Wie alles hat aber auch diese Entwicklung ihre Kehrseite, denn mit der christlichen Missionierung hat die Entwurzelung der Dayak überhaupt erst ihren Anfang genommen: Die bis zu 500 Meter langen und bis zu 10 Meter hoch auf Stämmen von Urwaldriesen aufgeständerten Langhäuser, in denen die gesamte Sippschaft in abgetrennten Wohnungseinheiten lebte, wurde zwangsweise aufgelöst. Die Kleinfamilien wurden zum Leben in eigenen kleinen Häusern verpflichtet. Damit fielen die wichtigsten Teile des kulturellen Gemeinschaftslebens flach: Der intensive Austausch untereinander wie das Geschichtenerzählen, die gemeinsame Nahrungsbeschaffung, Vorratshaltung und Zubereitung der Nahrungsmittel. Heutzutage gehört selbst in den entlegensten Waldgebieten das ausschließliche Leben im Langhaus der Vergangenheit an. Die riesige Waldinsel Borneo hat den Mega-Boom Südostasiens spät abbekommen - dafür aber mit voller Breitseite. In weniger als zwei Jahrzehnten wurden die Dayak von der Moderne überrollt - vom analogen Waldbewohner zum digitalen Globalbürger. Diese Entwicklung wurde massiv vom Umsiedlungsprogramm der indonesischen Regierung befördert. Menschen aus dem überbevölkerten Java, die seit Generationen schon verlernt hatten, den Wald ökologisch zu nutzen, wurden mitsamt ihren Motorrädern und Fernsehern in der Natur ausgesetzt. Dass dabei Natur, Kultur, Religion und Lebensweise der Dayak auf der Strecke bleiben, war vorprogrammiert.

Christian Offer ist Waldökologe und setzt sich unter anderem für Naturschutz und Menschenrechte in Indonesien ein. Seine Frau entstammt einer Dayak-Gemeinde aus Süd-Borneo.

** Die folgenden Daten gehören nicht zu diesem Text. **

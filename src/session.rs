use std::{
    future::Future,
    io::{self, BufRead, Write},
    sync::Arc,
    thread,
};

use anyhow::Result;
use tokio::{sync::mpsc, task::JoinSet};

use crate::{
    api::ScanService,
    config::DisplayConfig,
    controller::{Phase, SubmissionController, UiState},
    domain::ScanResult,
    presenter::present,
};

pub struct Session<S> {
    controller: Arc<SubmissionController<S>>,
    renderer: Renderer,
}

impl<S: ScanService + 'static> Session<S> {
    pub fn new(controller: Arc<SubmissionController<S>>, display: DisplayConfig) -> Self {
        Self {
            controller,
            renderer: Renderer::new(display),
        }
    }

    pub async fn run(self) -> Result<()> {
        eprintln!("MalURL Scanner: enter one URL per line, Ctrl+D to quit");
        self.drive(spawn_line_reader(), io::stdout(), tokio::signal::ctrl_c())
            .await
    }

    /// Submits every received line and renders each state change to `out`.
    /// Returns once `interrupt` fires, or once `lines` is closed and every
    /// in-flight request has settled.
    pub async fn drive<W, F>(
        mut self,
        mut lines: mpsc::UnboundedReceiver<String>,
        mut out: W,
        interrupt: F,
    ) -> Result<()>
    where
        W: Write,
        F: Future,
    {
        let mut updates = self.controller.subscribe();
        let mut in_flight = JoinSet::new();
        let mut input_open = true;
        tokio::pin!(interrupt);

        loop {
            tokio::select! {
                _ = &mut interrupt => {
                    tracing::info!(target: "session", pending = in_flight.len(), "interrupted");
                    break;
                }
                changed = updates.changed() => {
                    if changed.is_err() {
                        break;
                    }
                    let state = updates.borrow_and_update().clone();
                    self.renderer.render(&state, &mut out)?;
                }
                line = lines.recv(), if input_open => match line {
                    Some(line) => {
                        let controller = self.controller.clone();
                        in_flight.spawn(async move { controller.submit_url(line).await });
                    }
                    None => {
                        tracing::debug!(target: "session", "input closed");
                        input_open = false;
                    }
                },
                Some(joined) = in_flight.join_next() => {
                    if let Err(err) = joined {
                        if err.is_panic() {
                            tracing::error!(target: "session", "scan task panicked");
                        }
                    }
                }
            }

            if !input_open && in_flight.is_empty() {
                break;
            }
        }

        if updates.has_changed().unwrap_or(false) {
            let state = updates.borrow_and_update().clone();
            self.renderer.render(&state, &mut out)?;
        }
        Ok(())
    }
}

// Blocking stdin lives on its own thread so shutdown never waits on a read.
fn spawn_line_reader() -> mpsc::UnboundedReceiver<String> {
    let (tx, rx) = mpsc::unbounded_channel();
    thread::spawn(move || {
        for line in io::stdin().lock().lines() {
            let Ok(line) = line else { break };
            if tx.send(line.trim().to_string()).is_err() {
                break;
            }
        }
    });
    rx
}

// Each (request, loading) pair is written once. JSON mode skips the progress
// line so stdout stays a stream of JSON documents.
pub struct Renderer {
    display: DisplayConfig,
    last: Option<(u64, bool)>,
}

impl Renderer {
    pub fn new(display: DisplayConfig) -> Self {
        Self {
            display,
            last: None,
        }
    }

    pub fn render<W: Write>(&mut self, state: &UiState, out: &mut W) -> io::Result<()> {
        let key = (state.request_seq(), state.is_loading());
        if self.last == Some(key) {
            return Ok(());
        }
        self.last = Some(key);

        match state.phase() {
            Phase::Idle => {}
            Phase::Loading if self.display.json => {}
            Phase::Loading => writeln!(out, "Scanning {}...", state.url)?,
            Phase::Shown(result) => write_result(result, &self.display, out)?,
        }
        out.flush()
    }
}

pub fn write_result<W: Write>(
    result: &ScanResult,
    display: &DisplayConfig,
    out: &mut W,
) -> io::Result<()> {
    if display.json {
        serde_json::to_writer_pretty(&mut *out, result)?;
        writeln!(out)
    } else {
        write!(out, "{}", present(Some(result), display.top_contributions))
    }
}

#[cfg(test)]
mod tests {
    use std::{sync::Mutex, time::Duration};

    use super::*;
    use crate::api::testing::{verdict, GatedService};

    fn display(json: bool) -> DisplayConfig {
        DisplayConfig {
            top_contributions: 8,
            json,
        }
    }

    fn rendered(renderer: &mut Renderer, state: &UiState) -> String {
        let mut out = Vec::new();
        renderer.render(state, &mut out).unwrap();
        String::from_utf8(out).unwrap()
    }

    #[test]
    fn renders_loading_then_result_once_each() {
        let mut renderer = Renderer::new(display(false));
        let mut state = UiState::default();
        state.url = "https://down.test".to_string();
        assert_eq!(rendered(&mut renderer, &state), "");

        let ticket = state.begin();
        assert_eq!(rendered(&mut renderer, &state), "Scanning https://down.test...\n");
        assert_eq!(rendered(&mut renderer, &state), "");

        state.settle(ticket, ScanResult::client_failure("Failed to fetch"));
        assert_eq!(rendered(&mut renderer, &state), "Failed to fetch\n");

        state.url.push('/');
        assert_eq!(rendered(&mut renderer, &state), "");
    }

    #[test]
    fn json_mode_keeps_progress_off_stdout() {
        let mut renderer = Renderer::new(display(true));
        let mut state = UiState::default();
        state.url = "https://slow.test".to_string();

        let ticket = state.begin();
        assert_eq!(rendered(&mut renderer, &state), "");

        state.settle(ticket, ScanResult::client_failure("Failed to fetch"));
        let value: serde_json::Value =
            serde_json::from_str(&rendered(&mut renderer, &state)).unwrap();
        assert_eq!(value["error"], "Failed to fetch");
    }

    #[test]
    fn json_mode_reports_failure_origin() {
        let mut out = Vec::new();
        write_result(
            &ScanResult::server_failure("url rejected"),
            &display(true),
            &mut out,
        )
        .unwrap();
        let value: serde_json::Value = serde_json::from_slice(&out).unwrap();
        assert_eq!(value["error"], "url rejected");
        assert_eq!(value["origin"], "server");
    }

    #[derive(Clone, Default)]
    struct SharedOutput(Arc<Mutex<Vec<u8>>>);

    impl SharedOutput {
        fn text(&self) -> String {
            String::from_utf8_lossy(&self.0.lock().unwrap()).into_owned()
        }
    }

    impl Write for SharedOutput {
        fn write(&mut self, buf: &[u8]) -> io::Result<usize> {
            self.0.lock().unwrap().extend_from_slice(buf);
            Ok(buf.len())
        }

        fn flush(&mut self) -> io::Result<()> {
            Ok(())
        }
    }

    async fn wait_for_text(output: &SharedOutput, needle: &str) {
        let appeared = tokio::time::timeout(Duration::from_secs(5), async {
            while !output.text().contains(needle) {
                tokio::task::yield_now().await;
            }
        })
        .await;
        assert!(appeared.is_ok(), "{needle:?} never printed: {:?}", output.text());
    }

    #[tokio::test]
    async fn latest_line_wins_and_eof_waits_for_in_flight_scans() {
        let service = Arc::new(GatedService::default());
        let controller = Arc::new(SubmissionController::new(service.clone()));
        let first_gate = service.gate("https://first.test");
        let second_gate = service.gate("https://second.test");

        let output = SharedOutput::default();
        let (tx, rx) = mpsc::unbounded_channel();
        let session = Session::new(controller.clone(), display(false));
        let run = tokio::spawn(session.drive(rx, output.clone(), std::future::pending::<()>()));

        tx.send("https://first.test".to_string()).unwrap();
        wait_for_text(&output, "Scanning https://first.test...").await;
        tx.send("https://second.test".to_string()).unwrap();
        wait_for_text(&output, "Scanning https://second.test...").await;
        drop(tx);

        second_gate.send(Ok(verdict("https://second.test"))).unwrap();
        wait_for_text(&output, "URL: https://second.test").await;
        for _ in 0..16 {
            tokio::task::yield_now().await;
        }
        assert!(!run.is_finished());

        first_gate.send(Ok(verdict("https://first.test"))).unwrap();
        run.await.unwrap().unwrap();

        assert_eq!(
            output.text(),
            "Scanning https://first.test...\n\
             Scanning https://second.test...\n\
             URL: https://second.test\n\
             Rule score: 0.200 (benign)\n\
             Top contributions\n"
        );
        assert!(!controller.snapshot().is_loading());
    }
}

Kontakt: christian.offer@gmx.de

Bildunterschriften der im Schattenblick nicht veröffentlichten Abbildungen der Originalpublikation:
- In diesem Heiligtum der Dayak im Süden Borneos, dem so genannten Schrein der Ahnen - Sependu, verbindet sich die Menschenseele mit beschützenden Geistwesen der Natur
Im Waldgarten der Dayak werden Pflanzenarten gefördert, die dem Menschen nutzen. Die Struktur des natürlichen Waldes wird beibehalten. Dadurch erhält sich das System von selbst - mitsamt der ökologischen Funktionen und der biologischen Vielfalt des Naturwaldes - Früher das artenreichste Ökosystem der Erde - heute eine Agrarindustrie-Wüste. In nur 25 Jahren wurden 85 Prozent des Waldes der Dayak auf Borneo vernichtet: zur Holzgewinnung, für die Papierindustrie sowie zum Aufbau von Palmöl-, Papier-, Gummi- und Teak-Plantagen (Foto: SOB/Abah Nordin) - Erwachsene Orang-Utans, die sich in die Plantagen retten konnten, werden erschossen - im Jahr 2009 alleine siebentausend Tiere. Ihre Babys werden häufig als Haustiere an reiche Stadtfamilien verkauft. Ein kleiner Teil der Orang-Utan-Waisen wird von MitarbeiterInnen der Naturschutz-Organisationen in jahrelanger liebevoller Arbeit auf das Leben im Wald vorbereitet. Leider fehlen inzwischen die Wälder für die Auswilderung
Auch heute noch kennen die Dayak die Geheimnisse der Pflanzen und Tiere: hier eine Knospe und eine Blüte der Lucu-Pflanze, deren Teile allesamt unterschiedliche heilende oder gesundheitsfördernde Wirkungen entfalten
Typisch für Fruchtbäume in den Waldgärten der Tropen: stammbürtige Früchte. Hier die Jackfruit, bei den Dayak Cempedak genannt
Die Gemeinschaft der Dayak funktioniert auch heute noch ähnlich wie vor Jahrhunderten, vor allem dann, wenn die bis zu 300 Menschen umfassende Sippschaft für Feste zusammenkommt. Hier bei den Vorbereitungen für eine Hochzeit
Zwar gibt es in den Dayak-Dörfern keine echten Langhäuser mehr, die früher bis zu 500 Meter lang und zwei Stockwerke hoch waren, aber die geständerte Bauweise wurde beibehalten. Sie schützt gegen Überschwemmung und Raubtiere
(Fotos, wenn nicht anders genannt: Christian Offer)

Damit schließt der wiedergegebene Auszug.